Louisiana State University’s Tiger Stadium is perhaps the most popular destination by visitors to Baton Rouge. The stadium has a long history of some of the greatest games in college football. The stadium is known as Death Valley to opposing teams whose coaches voted it one of the 10 stadiums they most dreaded playing in. This assessment has been backed-up by many surveys and quotes from such legendary coaches as Bear Bryant. Conversely, The Sporting News once named Tiger Stadium one of the 10 best places to watch a college game. The electric atmosphere intensifies before the game. When the band takes the field to play the National Anthem and the LSU Tigers fight song, some fans break down and cry as they sing both songs loudly and proudly. As the players burst through the gate 90,000 emotionally charged fans are on their feet, stomping and screaming at the tops of their voices. The screaming doesn’t stop until their voices give out or the game ends.

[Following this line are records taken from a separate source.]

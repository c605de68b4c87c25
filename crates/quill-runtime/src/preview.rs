//! Render boundary: one-shot previews that never fail the caller.

use std::thread;

use quill_core::VirtualModule;
use serde::{Deserialize, Serialize};
use tracing::{info, warn};

use crate::error::{RuntimeError, RuntimeResult};
use crate::render::RenderNode;
use crate::runtime::{ModuleRuntime, RenderOutput, RuntimeOptions};

#[derive(Debug, Clone, PartialEq, Serialize, Deserialize)]
#[serde(tag = "status", rename_all = "lowercase")]
pub enum PreviewOutcome {
    Rendered { html: String, nodes: Vec<RenderNode> },
    Failed { message: String },
}

impl PreviewOutcome {
    pub fn is_rendered(&self) -> bool {
        matches!(self, PreviewOutcome::Rendered { .. })
    }
}

/// Stack for the preview worker. The engine's parser and renderer recurse per
/// nesting level of the generated code.
pub const PREVIEW_STACK_SIZE: usize = 64 * 1024 * 1024;

/// Registers `modules` in a fresh runtime and renders `entry`, on a worker
/// thread with [`PREVIEW_STACK_SIZE`] of stack.
pub fn render_preview(
    modules: &[VirtualModule],
    entry: &str,
    options: &RuntimeOptions,
) -> PreviewOutcome {
    let result = thread::scope(|scope| {
        let worker = thread::Builder::new()
            .name("quill-preview".to_string())
            .stack_size(PREVIEW_STACK_SIZE)
            .spawn_scoped(scope, || try_render(modules, entry, options));
        match worker {
            Ok(handle) => handle
                .join()
                .unwrap_or_else(|_| Err(RuntimeError::Engine("preview worker panicked".into()))),
            Err(e) => Err(RuntimeError::Engine(format!(
                "preview worker failed to start: {e}"
            ))),
        }
    });

    match result {
        Ok(RenderOutput { nodes, html }) => {
            info!(target: "quill::preview", entry = %entry, bytes = html.len(), "preview rendered");
            PreviewOutcome::Rendered { html, nodes }
        }
        Err(err) => {
            warn!(target: "quill::preview", entry = %entry, error = %err, "preview failed");
            PreviewOutcome::Failed {
                message: err.to_string(),
            }
        }
    }
}

fn try_render(
    modules: &[VirtualModule],
    entry: &str,
    options: &RuntimeOptions,
) -> RuntimeResult<RenderOutput> {
    let mut runtime = ModuleRuntime::new(options.clone())?;
    runtime.register(modules)?;
    runtime.render(entry)
}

Many other fans refer to Tiger Stadium as Deaf Valley because of the continuous noise level generated by the fans during the length of the game. Tiger Stadium is huge, averaging over 90,000 fanatical fans per game for three straight seasons. The stadium has a seating capacity of 90,600 and has been known to cater to overflow crowds. It is the fifth largest college stadium that is located on campus and is the sixteenth largest outdoor stadium in the world: It is definitely one of the loudest stadiums on record.
On August 8th, 1988, in what was later called the “Earthquake Game” against Auburn, the crowd reacted to winning touchdown with such a sudden earsplitting noise burst that an earth tremor was registered on a seismograph meter in LSU’s Geology Department.